The reinstated employees will now return to desks that probably still have ‘World’s Okayest Bureaucrat’ mugs and Post-its like ‘CALL MOM (she knows things).’

Meanwhile, the USDA’s HR team has reportedly started a support group called ‘So You Fired 5,900 People and Now They’re Back… Let’s Process This.’

The agency’s new slogan? ‘USDA: Where ‘Reduction in Force’ Means We Reduce You to Tears… and Then Hire You Back.’

In a plot twist worthy of a Netflix political thriller, the federal government’s ‘Great Probationary Purge’—which saw 30,000 workers axed faster than a Game of Thrones extra—has been deemed about as legal as a backyard fireworks show in a library.

A federal judge recently slammed the ‘rehire’ button on the whole mess, but agencies are responding with the urgency of a sloth on sedatives. ‘Rehire them?
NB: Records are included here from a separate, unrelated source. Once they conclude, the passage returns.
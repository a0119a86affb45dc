//! Errors raised before a request reaches the API.

use axum::{
  http::{HeaderValue, StatusCode, header},
  response::{IntoResponse, Response},
};
use thiserror::Error;

#[derive(Debug, Error)]
pub enum Error {
  #[error("unauthorized")]
  Unauthorized,
}

impl IntoResponse for Error {
  fn into_response(self) -> Response {
    match self {
      Error::Unauthorized => {
        let mut res =
          (StatusCode::UNAUTHORIZED, "Unauthorized").into_response();
        res.headers_mut().insert(
          header::WWW_AUTHENTICATE,
          HeaderValue::from_static("Basic realm=\"roster\""),
        );
        res
      }
    }
  }
}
Oh, we totally will… after we finish alphabetizing our Post-it notes,’ muttered one hypothetical HR rep, probably.

Meanwhile, the White House and Office of Personnel Management (OPM) have pivoted faster than a TikTok dancer caught in a lie. ‘Who, us order mass firings? Pfft.

Agencies do whatever they want!’ said OPM, presumably while twirling a mustache made of red tape. This despite evidence suggesting they orchestrated the culling like a poorly planned game of bureaucratic Hungry Hungry Hippos.

The result? Thousands of workers are stuck in limbo, a purgatory of paperwork where they’re neither fully fired nor fully rehired. It’s like being ghosted by your ex, only your ex is the U.S. government and the ghosting involves a 40-page PDF titled ‘So You’ve Been Un-Fired (But Also We Hate You).’

Bonus humor: OPM’s new motto: ‘We’re Here to Serve… You With Subpoenas.’ Meanwhile, the fired workers’ new Slack channel is called The Department of Karma’s a Bureaucrat.